0:03

Hello and welcome to week three of this course,

where we're going to start delving into the world of statistics.

Now, before we get into any kinds of actual statistical analytical techniques,

I'd like us to spend a little bit of time considering

the different types of variables which exist

because different statistical techniques are appropriate and

applicable depending on the nature of the variables we possess.

Now, before we get into the technicalities,

let's consider an analogy.

Imagine you were perhaps a builder or

a decorator and you enter a room and you want to change something about the room.

For example, we have a white wall behind us and imagine we wanted to change the color.

Let suppose, we wanted to paint it red,

blue, green or any color of your choice.

Now, of course, to do this, we're going to need

a particular tool for the job namely a paintbrush,

and if we have the paint then we can paint the wall accordingly.

Of course, maybe we want to do something else,

maybe we'd like to hang a picture on the wall.

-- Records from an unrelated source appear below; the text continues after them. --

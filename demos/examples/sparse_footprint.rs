// Copyright 2025 the Hextree Authors
// SPDX-License-Identifier: Apache-2.0 OR MIT

//! Sparse footprint.
//!
//! Shows that memory tracks touched regions, not the address space: a single
//! tile in the far corner costs one branch of nodes and one floor, while a
//! dense town block shares most of its structure.
//!
//! Run:
//! - `cargo run -p hextree_examples --example sparse_footprint`

use hextree_map::{Position, TileMap};

fn main() {
    let mut map = TileMap::new();
    println!("empty map: {} nodes, {} floors", map.node_count(), map.floor_count());

    // One tile at the far corner of the 65000x65000x16 space.
    map.create_tile(Position::new(64999, 64999, 15));
    println!(
        "after far-corner tile: {} nodes, {} floors",
        map.node_count(),
        map.floor_count()
    );

    // A 32x32 town block at ground level.
    for x in 1000..1032_u16 {
        for y in 1000..1032_u16 {
            map.create_tile(Position::new(x, y, 7));
        }
    }
    println!(
        "after 32x32 block: {} nodes, {} floors, {} tiles",
        map.node_count(),
        map.floor_count(),
        map.tile_count()
    );
}
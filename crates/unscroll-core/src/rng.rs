//! Injectable randomness for trigger decisions.
//!
//! Every probabilistic rule in the engine (trigger throttle, kind choice,
//! snooze re-roll, streak bonus) draws from a [`RandomSource`] passed in by
//! the caller, so tests can substitute a deterministic sequence and assert
//! exact transitions instead of sampling.

use rand::{Rng, SeedableRng};
use rand_pcg::Mcg128Xsl64;

/// Source of uniform randomness for engine decisions.
pub trait RandomSource {
    /// Uniform draw in `[0, 1)`.
    fn next_f64(&mut self) -> f64;

    /// Uniform index in `[0, len)`. Returns 0 for an empty range.
    fn pick(&mut self, len: usize) -> usize {
        if len == 0 {
            return 0;
        }
        let idx = (self.next_f64() * len as f64) as usize;
        idx.min(len - 1)
    }
}

/// Production randomness backed by a PCG generator.
pub struct PcgSource {
    rng: Mcg128Xsl64,
}

impl PcgSource {
    /// Seed from OS entropy.
    pub fn from_entropy() -> Self {
        Self {
            rng: Mcg128Xsl64::from_entropy(),
        }
    }

    /// Fixed seed, for reproducible runs.
    pub fn seeded(seed: u64) -> Self {
        Self {
            rng: Mcg128Xsl64::seed_from_u64(seed),
        }
    }
}

impl RandomSource for PcgSource {
    fn next_f64(&mut self) -> f64 {
        self.rng.gen::<f64>()
    }
}

/// Deterministic xorshift64* generator for tests and simulation.
#[derive(Debug, Clone, Copy)]
pub struct XorShift64 {
    state: u64,
}

impl XorShift64 {
    pub fn new(seed: u64) -> Self {
        // a zero state is a fixed point of xorshift
        let state = if seed == 0 { 0x9e37_79b9_7f4a_7c15 } else { seed };
        Self { state }
    }

    fn next_u64(&mut self) -> u64 {
        self.state ^= self.state >> 12;
        self.state ^= self.state << 25;
        self.state ^= self.state >> 27;
        self.state.wrapping_mul(0x2545_f491_4f6c_dd1d)
    }
}

impl RandomSource for XorShift64 {
    fn next_f64(&mut self) -> f64 {
        (self.next_u64() >> 11) as f64 / (1u64 << 53) as f64
    }
}
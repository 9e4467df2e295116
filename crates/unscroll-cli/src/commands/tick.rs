use chrono::Utc;
use unscroll_core::{Config, Database, PcgSource};

pub fn run() -> Result<(), Box<dyn std::error::Error>> {
    let db = Database::open()?;
    let config = Config::load_or_default();
    let mut engine = super::load_engine(&db, &config);
    let mut rng = PcgSource::from_entropy();

    let events = engine.tick(Utc::now(), &mut rng);
    super::handle_events(&db, &events)?;
    super::save_engine(&db, &engine)?;
    Ok(())
}
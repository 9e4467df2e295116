use chrono::Utc;
use unscroll_core::intervention::SelectorState;
use unscroll_core::{Config, Database};

pub fn run(json: bool) -> Result<(), Box<dyn std::error::Error>> {
    let db = Database::open()?;
    let config = Config::load_or_default();
    let engine = super::load_engine(&db, &config);
    let snapshot = engine.snapshot(Utc::now());

    if json {
        println!("{}", serde_json::to_string_pretty(&snapshot)?);
        return Ok(());
    }

    if snapshot.session_active {
        println!(
            "session: active for {} min ({} analyzed, {} flagged, {}%)",
            snapshot.session_minutes,
            snapshot.analyzed,
            snapshot.flagged,
            snapshot.ratio_percent
        );
    } else {
        println!(
            "session: inactive ({} min lifetime)",
            snapshot.accumulated_ms / 60_000
        );
    }

    match &snapshot.selector {
        SelectorState::Idle => println!("intervention: none"),
        SelectorState::Offered { intervention } => {
            println!(
                "intervention: offered ({:?}, {:?})",
                intervention.kind, intervention.severity
            );
        }
        SelectorState::Snoozed { until } => println!("intervention: snoozed until {until}"),
    }

    let gate = if snapshot.gate_shown {
        "shown"
    } else if snapshot.gate_pending {
        "pending"
    } else {
        "armed"
    };
    println!("morning gate: {gate}");
    println!(
        "points: {}   streak: {} days",
        snapshot.ledger.points, snapshot.ledger.streak_days
    );
    Ok(())
}
//! Persistent streak and points ledger.
//!
//! The in-memory value is the source of truth between persists and every
//! mutation flushes synchronously. A failed flush never blocks a decision:
//! the ledger keeps operating in memory, stays marked dirty, and retries on
//! the next mutation.

use chrono::NaiveDate;
use serde::{Deserialize, Serialize};

use crate::storage::Store;

const POINTS_KEY: &str = "points";
const STREAK_KEY: &str = "streak_days";
const STREAK_DATE_KEY: &str = "last_streak_date";
const ENGAGED_KEY: &str = "interventions_engaged";
const HELPFUL_KEY: &str = "helpful_feedback";

/// Read-only view of the ledger.
#[derive(Debug, Clone, Copy, Serialize, Deserialize)]
pub struct LedgerSnapshot {
    pub points: u64,
    pub streak_days: u32,
}

/// Points and streak, mutated only through confirmed engagement outcomes.
#[derive(Debug, Clone, Serialize, Deserialize, Default)]
pub struct ProgressLedger {
    points: u64,
    streak_days: u32,
    last_streak_date: Option<NaiveDate>,
    /// Telemetry only; no behavioral effect.
    interventions_engaged: u32,
    helpful_feedback: u32,
    #[serde(skip)]
    dirty: bool,
}

impl ProgressLedger {
    /// Load persisted counters, falling back to zero for anything missing
    /// or unreadable.
    pub fn load(store: &dyn Store) -> Self {
        Self {
            points: read_u64(store, POINTS_KEY),
            streak_days: read_u64(store, STREAK_KEY) as u32,
            last_streak_date: read_date(store, STREAK_DATE_KEY),
            interventions_engaged: read_u64(store, ENGAGED_KEY) as u32,
            helpful_feedback: read_u64(store, HELPFUL_KEY) as u32,
            dirty: false,
        }
    }

    pub fn points(&self) -> u64 {
        self.points
    }

    pub fn streak_days(&self) -> u32 {
        self.streak_days
    }

    pub fn snapshot(&self) -> LedgerSnapshot {
        LedgerSnapshot {
            points: self.points,
            streak_days: self.streak_days,
        }
    }

    pub fn award_points(&mut self, n: u64, store: &dyn Store) {
        self.points += n;
        self.dirty = true;
        self.flush(store);
    }

    /// Count one engagement, optionally marked helpful by the user.
    pub fn record_engagement(&mut self, helpful: Option<bool>, store: &dyn Store) {
        self.interventions_engaged += 1;
        if helpful == Some(true) {
            self.helpful_feedback += 1;
        }
        self.dirty = true;
        self.flush(store);
    }

    /// Extend the streak unless it was already extended today.
    ///
    /// The guard is evaluated against the freshest persisted value right
    /// before commit, so two contexts finishing a morning action at nearly
    /// the same moment cannot both increment the same day.
    pub fn maybe_increment_streak(&mut self, today: NaiveDate, store: &dyn Store) -> bool {
        match store.get(STREAK_DATE_KEY) {
            Ok(value) => {
                let persisted = value.and_then(|s| s.parse().ok());
                if persisted == Some(today) {
                    self.last_streak_date = Some(today);
                    return false;
                }
                // another writer may have advanced the count since load
                self.streak_days = read_u64(store, STREAK_KEY) as u32;
            }
            Err(e) => {
                tracing::warn!(error = %e, "store read failed, using in-memory streak date");
                if self.last_streak_date == Some(today) {
                    return false;
                }
            }
        }

        self.streak_days += 1;
        self.last_streak_date = Some(today);
        self.dirty = true;
        self.flush(store);
        true
    }

    fn flush(&mut self, store: &dyn Store) {
        if !self.dirty {
            return;
        }
        let result = store
            .set(POINTS_KEY, &self.points.to_string())
            .and_then(|()| store.set(STREAK_KEY, &self.streak_days.to_string()))
            .and_then(|()| {
                match self.last_streak_date {
                    Some(date) => store.set(STREAK_DATE_KEY, &date.to_string()),
                    None => Ok(()),
                }
            })
            .and_then(|()| store.set(ENGAGED_KEY, &self.interventions_engaged.to_string()))
            .and_then(|()| store.set(HELPFUL_KEY, &self.helpful_feedback.to_string()));

        match result {
            Ok(()) => self.dirty = false,
            Err(e) => {
                tracing::warn!(error = %e, "ledger persist failed, keeping in-memory state");
            }
        }
    }
}

fn read_u64(store: &dyn Store, key: &str) -> u64 {
    match store.get(key) {
        Ok(Some(s)) => s.parse().unwrap_or(0),
        Ok(None) => 0,
        Err(e) => {
            tracing::warn!(key, error = %e, "ledger read failed, defaulting to 0");
            0
        }
    }
}

fn read_date(store: &dyn Store, key: &str) -> Option<NaiveDate> {
    match store.get(key) {
        Ok(Some(s)) => s.parse().ok(),
        _ => None,
    }
}
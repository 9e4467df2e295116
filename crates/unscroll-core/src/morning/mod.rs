mod gate;
mod messages;

pub use gate::{GateDisplay, IdleState, MorningAction, MorningConfig, MorningGate};
pub use messages::{morning_message, MessageStyle};
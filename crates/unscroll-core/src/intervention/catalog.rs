//! Intervention kinds and their display copy.

use serde::{Deserialize, Serialize};
use uuid::Uuid;

/// What kind of interruption to offer.
#[derive(Debug, Clone, Copy, PartialEq, Eq, Serialize, Deserialize)]
#[serde(rename_all = "snake_case")]
pub enum InterventionKind {
    Nudge,
    Email,
    Reading,
    Challenge,
}

impl InterventionKind {
    pub fn severity(self) -> Severity {
        match self {
            InterventionKind::Nudge => Severity::Low,
            InterventionKind::Email | InterventionKind::Reading => Severity::Medium,
            InterventionKind::Challenge => Severity::High,
        }
    }
}

#[derive(Debug, Clone, Copy, PartialEq, Eq, Serialize, Deserialize)]
#[serde(rename_all = "lowercase")]
pub enum Severity {
    Low,
    Medium,
    High,
}

impl Severity {
    /// Points awarded when the user engages with an intervention of this
    /// severity.
    pub fn points(self) -> u64 {
        match self {
            Severity::Low => 25,
            Severity::Medium => 50,
            Severity::High => 100,
        }
    }
}

/// A single-shot interruption, immutable once chosen.
#[derive(Debug, Clone, PartialEq, Eq, Serialize, Deserialize)]
pub struct Intervention {
    pub id: Uuid,
    pub kind: InterventionKind,
    pub severity: Severity,
    pub title: String,
    pub message: String,
    /// Label for the optional call-to-action button.
    pub action: Option<String>,
}

impl Intervention {
    /// Build an intervention of the given kind with its catalog copy.
    pub fn new(kind: InterventionKind) -> Self {
        let (title, message, action) = copy_for(kind);
        Self {
            id: Uuid::new_v4(),
            kind,
            severity: kind.severity(),
            title: title.to_string(),
            message: message.to_string(),
            action: action.map(str::to_string),
        }
    }
}

fn copy_for(kind: InterventionKind) -> (&'static str, &'static str, Option<&'static str>) {
    match kind {
        InterventionKind::Nudge => (
            "Vibe check",
            "Your brain is asking for some quality content.",
            None,
        ),
        InterventionKind::Email => (
            "Inbox alert",
            "Plot twist: your inbox might be more interesting than this feed.",
            Some("Jump to email"),
        ),
        InterventionKind::Reading => (
            "Level up",
            "Ready to feed your brain something substantial?",
            Some("Start reading"),
        ),
        InterventionKind::Challenge => (
            "Quick win",
            "Time for a dopamine hit from actually finishing something.",
            Some("Surprise me"),
        ),
    }
}
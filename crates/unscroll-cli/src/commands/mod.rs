pub mod config;
pub mod event;
pub mod respond;
pub mod simulate;
pub mod stats;
pub mod status;
pub mod tick;

use unscroll_core::{Config, Database, Engine, Event};

const ENGINE_KEY: &str = "engine_state";

/// Restore the checkpointed engine, or start fresh, then re-apply the
/// current config and durable counters.
fn load_engine(db: &Database, config: &Config) -> Engine {
    let mut engine = match db.kv_get(ENGINE_KEY) {
        Ok(Some(json)) => {
            serde_json::from_str(&json).unwrap_or_else(|_| Engine::new(config))
        }
        _ => Engine::new(config),
    };
    engine.refresh(config, db);
    engine
}

fn save_engine(db: &Database, engine: &Engine) -> Result<(), Box<dyn std::error::Error>> {
    let json = serde_json::to_string(engine)?;
    db.kv_set(ENGINE_KEY, &json)?;
    Ok(())
}

/// Archive ended sessions and print every produced event as a JSON line.
fn handle_events(db: &Database, events: &[Event]) -> Result<(), Box<dyn std::error::Error>> {
    for event in events {
        if let Event::SessionEnded {
            started_at,
            span_ms,
            analyzed,
            flagged,
            at,
            ..
        } = event
        {
            db.record_session(*started_at, *at, *span_ms, *analyzed, *flagged)?;
        }
        println!("{}", serde_json::to_string(event)?);
    }
    Ok(())
}
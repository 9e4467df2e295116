//! Intervention selection state machine.
//!
//! ## State transitions
//!
//! ```text
//! Idle -> Offered -> (Idle | Snoozed)
//! Snoozed -> (Offered | Idle) on deadline expiry
//! ```
//!
//! Trigger evaluation runs on every session/tally update while `Idle`:
//! eligibility is a hard threshold pair (session length, content ratio) and
//! the actual offer is throttled by a per-evaluation probability so a
//! qualifying session is nudged occasionally rather than on every check.
//! The snooze deadline is a wall-clock timestamp checked in `tick()`; a
//! forced [`reset`](InterventionSelector::reset) (tab navigated away)
//! cancels it.

use chrono::{DateTime, Duration, Utc};
use serde::{Deserialize, Serialize};
use uuid::Uuid;

use super::catalog::{Intervention, InterventionKind};
use crate::rng::RandomSource;

/// Thresholds and probabilities for intervention triggering.
///
/// The probabilities are product-feel knobs, not correctness constants;
/// they are kept here as named, overridable configuration.
#[derive(Debug, Clone, Serialize, Deserialize)]
pub struct TriggerConfig {
    /// Session must be strictly longer than this many minutes.
    #[serde(default = "default_min_session_minutes")]
    pub min_session_minutes: u64,
    /// Brainrot ratio must be strictly above this percentage.
    #[serde(default = "default_min_ratio_percent")]
    pub min_ratio_percent: u32,
    /// Chance of offering per eligible evaluation.
    #[serde(default = "default_trigger_probability")]
    pub trigger_probability: f64,
    /// Snooze deadline length.
    #[serde(default = "default_snooze_minutes")]
    pub snooze_minutes: i64,
    /// Chance of re-offering a nudge when the snooze deadline expires.
    #[serde(default = "default_snooze_reroll_probability")]
    pub snooze_reroll_probability: f64,
    /// Chance that an engagement also extends the streak.
    #[serde(default = "default_streak_bonus_probability")]
    pub streak_bonus_probability: f64,
}

fn default_min_session_minutes() -> u64 {
    10
}
fn default_min_ratio_percent() -> u32 {
    70
}
fn default_trigger_probability() -> f64 {
    0.30
}
fn default_snooze_minutes() -> i64 {
    10
}
fn default_snooze_reroll_probability() -> f64 {
    0.50
}
fn default_streak_bonus_probability() -> f64 {
    0.30
}

impl Default for TriggerConfig {
    fn default() -> Self {
        Self {
            min_session_minutes: default_min_session_minutes(),
            min_ratio_percent: default_min_ratio_percent(),
            trigger_probability: default_trigger_probability(),
            snooze_minutes: default_snooze_minutes(),
            snooze_reroll_probability: default_snooze_reroll_probability(),
            streak_bonus_probability: default_streak_bonus_probability(),
        }
    }
}

/// Current position in the selector state machine.
#[derive(Debug, Clone, Serialize, Deserialize, Default)]
#[serde(tag = "state", rename_all = "snake_case")]
pub enum SelectorState {
    #[default]
    Idle,
    Offered { intervention: Intervention },
    Snoozed { until: DateTime<Utc> },
}

/// User response to an offered intervention.
#[derive(Debug, Clone, Copy, PartialEq, Eq, Serialize, Deserialize)]
#[serde(tag = "response", rename_all = "snake_case")]
pub enum InterventionResponse {
    Engage { helpful: Option<bool> },
    Dismiss,
    Snooze,
}

/// Probabilistic intervention state machine.
#[derive(Debug, Clone, Serialize, Deserialize, Default)]
pub struct InterventionSelector {
    #[serde(default)]
    config: TriggerConfig,
    #[serde(default)]
    state: SelectorState,
}

impl InterventionSelector {
    pub fn new(config: TriggerConfig) -> Self {
        Self {
            config,
            state: SelectorState::Idle,
        }
    }

    pub fn config(&self) -> &TriggerConfig {
        &self.config
    }

    pub fn set_config(&mut self, config: TriggerConfig) {
        self.config = config;
    }

    pub fn state(&self) -> &SelectorState {
        &self.state
    }

    /// The currently offered intervention, if any.
    pub fn current(&self) -> Option<&Intervention> {
        match &self.state {
            SelectorState::Offered { intervention } => Some(intervention),
            _ => None,
        }
    }

    /// Run one trigger evaluation. Only acts in `Idle`; new eligibility
    /// while `Offered` or `Snoozed` is suppressed.
    pub fn evaluate(
        &mut self,
        session_minutes: u64,
        ratio_percent: u32,
        rng: &mut dyn RandomSource,
    ) -> Option<Intervention> {
        if !matches!(self.state, SelectorState::Idle) {
            return None;
        }
        if session_minutes <= self.config.min_session_minutes
            || ratio_percent <= self.config.min_ratio_percent
        {
            return None;
        }
        if rng.next_f64() >= self.config.trigger_probability {
            return None;
        }

        let intervention = Intervention::new(Self::kind_for(session_minutes, rng));
        self.state = SelectorState::Offered {
            intervention: intervention.clone(),
        };
        Some(intervention)
    }

    /// Kind by session-length tier.
    fn kind_for(session_minutes: u64, rng: &mut dyn RandomSource) -> InterventionKind {
        if session_minutes < 20 {
            InterventionKind::Nudge
        } else if session_minutes < 30 {
            [InterventionKind::Email, InterventionKind::Reading][rng.pick(2)]
        } else {
            [InterventionKind::Reading, InterventionKind::Challenge][rng.pick(2)]
        }
    }

    /// Check the snooze deadline; on expiry either re-offer a nudge or
    /// settle back to `Idle`.
    pub fn tick(&mut self, now: DateTime<Utc>, rng: &mut dyn RandomSource) -> Option<Intervention> {
        let until = match &self.state {
            SelectorState::Snoozed { until } => *until,
            _ => return None,
        };
        if now < until {
            return None;
        }
        if rng.next_f64() < self.config.snooze_reroll_probability {
            let intervention = Intervention::new(InterventionKind::Nudge);
            self.state = SelectorState::Offered {
                intervention: intervention.clone(),
            };
            Some(intervention)
        } else {
            self.state = SelectorState::Idle;
            None
        }
    }

    /// Dismiss the outstanding offer. No-op (and `None`) when nothing is
    /// offered, so stray dismisses never mutate anything.
    pub fn dismiss(&mut self) -> Option<Uuid> {
        match std::mem::take(&mut self.state) {
            SelectorState::Offered { intervention } => Some(intervention.id),
            other => {
                self.state = other;
                None
            }
        }
    }

    /// Accept the outstanding offer, returning it for ledger crediting.
    pub fn engage(&mut self) -> Option<Intervention> {
        match std::mem::take(&mut self.state) {
            SelectorState::Offered { intervention } => Some(intervention),
            other => {
                self.state = other;
                None
            }
        }
    }

    /// Clear the offer immediately and start the snooze deadline.
    pub fn snooze(&mut self, now: DateTime<Utc>) -> Option<(Uuid, DateTime<Utc>)> {
        match std::mem::take(&mut self.state) {
            SelectorState::Offered { intervention } => {
                let until = now + Duration::minutes(self.config.snooze_minutes);
                self.state = SelectorState::Snoozed { until };
                Some((intervention.id, until))
            }
            other => {
                self.state = other;
                None
            }
        }
    }

    /// Forced reset when the tab leaves the allow-list. Cancels any pending
    /// snooze deadline. Returns true when something was withdrawn.
    pub fn reset(&mut self) -> bool {
        !matches!(
            std::mem::take(&mut self.state),
            SelectorState::Idle
        )
    }
}

#[cfg(test)]
mod tests {
    use super::*;
    use crate::rng::XorShift64;

    /// Scripted random source: pops draws front to back.
    struct Script(Vec<f64>);

    impl RandomSource for Script {
        fn next_f64(&mut self) -> f64 {
            if self.0.is_empty() {
                0.0
            } else {
                self.0.remove(0)
            }
        }
    }

    #[test]
    fn never_offers_below_thresholds() {
        let mut selector = InterventionSelector::default();
        // winning draw every time; thresholds must still gate
        let mut rng = Script(vec![0.0; 8]);
        assert!(selector.evaluate(10, 99, &mut rng).is_none());
        assert!(selector.evaluate(11, 70, &mut rng).is_none());
        assert!(selector.evaluate(0, 0, &mut rng).is_none());
        assert!(matches!(selector.state(), SelectorState::Idle));
    }

    #[test]
    fn offers_on_winning_draw() {
        let mut selector = InterventionSelector::default();
        let mut rng = Script(vec![0.29]);
        let offered = selector.evaluate(12, 75, &mut rng);
        assert!(offered.is_some());
        assert_eq!(offered.unwrap().kind, InterventionKind::Nudge);
    }

    #[test]
    fn losing_draw_stays_idle() {
        let mut selector = InterventionSelector::default();
        let mut rng = Script(vec![0.30]);
        assert!(selector.evaluate(12, 75, &mut rng).is_none());
        assert!(matches!(selector.state(), SelectorState::Idle));
    }

    #[test]
    fn kind_tiers_by_session_length() {
        let mut rng = XorShift64::new(5);
        for _ in 0..50 {
            assert_eq!(
                InterventionSelector::kind_for(15, &mut rng),
                InterventionKind::Nudge
            );
            let mid = InterventionSelector::kind_for(25, &mut rng);
            assert!(matches!(
                mid,
                InterventionKind::Email | InterventionKind::Reading
            ));
            let long = InterventionSelector::kind_for(45, &mut rng);
            assert!(matches!(
                long,
                InterventionKind::Reading | InterventionKind::Challenge
            ));
        }
    }

    #[test]
    fn offered_suppresses_new_eligibility() {
        let mut selector = InterventionSelector::default();
        let mut rng = Script(vec![0.0, 0.0, 0.0]);
        assert!(selector.evaluate(12, 75, &mut rng).is_some());
        assert!(selector.evaluate(12, 75, &mut rng).is_none());
    }

    #[test]
    fn dismiss_on_idle_is_noop() {
        let mut selector = InterventionSelector::default();
        assert!(selector.dismiss().is_none());
        assert!(matches!(selector.state(), SelectorState::Idle));
    }

    #[test]
    fn snooze_clears_offer_and_sets_deadline() {
        let mut selector = InterventionSelector::default();
        let mut rng = Script(vec![0.0, 0.0]);
        selector.evaluate(12, 75, &mut rng).unwrap();
        let now = Utc::now();
        let (_, until) = selector.snooze(now).unwrap();
        assert_eq!(until, now + Duration::minutes(10));
        assert!(selector.current().is_none());

        // deadline not reached yet
        assert!(selector
            .tick(until - Duration::seconds(1), &mut rng)
            .is_none());
        assert!(matches!(selector.state(), SelectorState::Snoozed { .. }));
    }

    #[test]
    fn snooze_expiry_reoffers_nudge_on_winning_reroll() {
        let mut selector = InterventionSelector::default();
        let mut rng = Script(vec![0.0, 0.0, 0.49]);
        selector.evaluate(25, 80, &mut rng).unwrap();
        let now = Utc::now();
        let (_, until) = selector.snooze(now).unwrap();
        let reoffer = selector.tick(until, &mut rng).unwrap();
        assert_eq!(reoffer.kind, InterventionKind::Nudge);
    }

    #[test]
    fn snooze_expiry_settles_idle_on_losing_reroll() {
        let mut selector = InterventionSelector::default();
        let mut rng = Script(vec![0.0, 0.50]);
        selector.evaluate(12, 75, &mut rng).unwrap();
        let now = Utc::now();
        let (_, until) = selector.snooze(now).unwrap();
        assert!(selector.tick(until, &mut rng).is_none());
        assert!(matches!(selector.state(), SelectorState::Idle));
    }

    #[test]
    fn reset_cancels_snooze() {
        let mut selector = InterventionSelector::default();
        let mut rng = Script(vec![0.0, 0.0]);
        selector.evaluate(12, 75, &mut rng).unwrap();
        let now = Utc::now();
        selector.snooze(now).unwrap();
        assert!(selector.reset());
        // expired deadline must not fire after the reset
        assert!(selector
            .tick(now + Duration::minutes(11), &mut rng)
            .is_none());
        assert!(!selector.reset());
    }

    #[test]
    fn trigger_rate_converges_to_configured_probability() {
        let mut selector = InterventionSelector::default();
        let mut rng = XorShift64::new(1234);
        let evaluations = 20_000u32;
        let mut offered = 0u32;
        for _ in 0..evaluations {
            if selector.evaluate(12, 75, &mut rng).is_some() {
                offered += 1;
                selector.dismiss();
            }
        }
        let rate = f64::from(offered) / f64::from(evaluations);
        assert!(
            (rate - 0.30).abs() < 0.02,
            "offer rate {rate} not near 0.30"
        );
    }
}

So for that we may need a drill or a hammer,

or maybe a nail or a screw and if we can combine

those tools we'll be able to fix a picture to the wall.

So, of course the builder or the decorator will have different tools

in his or her toolbox to achieve different objectives.

And as far as statistical analysis is concerned,

we have these selections of tools in our statistical toolbox.

However, each is appropriate depending on the nature of the variables we possess.

So in this section, we are going consider the different types of levels of measurement.

Now, we call this say a MOOC,

Massive Open Online Course suggesting that there was a massive i.e a very large

number of students out there watching this video and are progressing through the course.

Now, each and every one of you will have lots of different characteristics

and these will give a few examples represent different levels of measurement.

For example, I'm going to anticipate here we have students studying throughout

the world and hence there'll be many different nationalities of students out there.

Some of you, of course, may have dual nationality or multiple nationalities.

So, nationality is a variable which will vary across different people.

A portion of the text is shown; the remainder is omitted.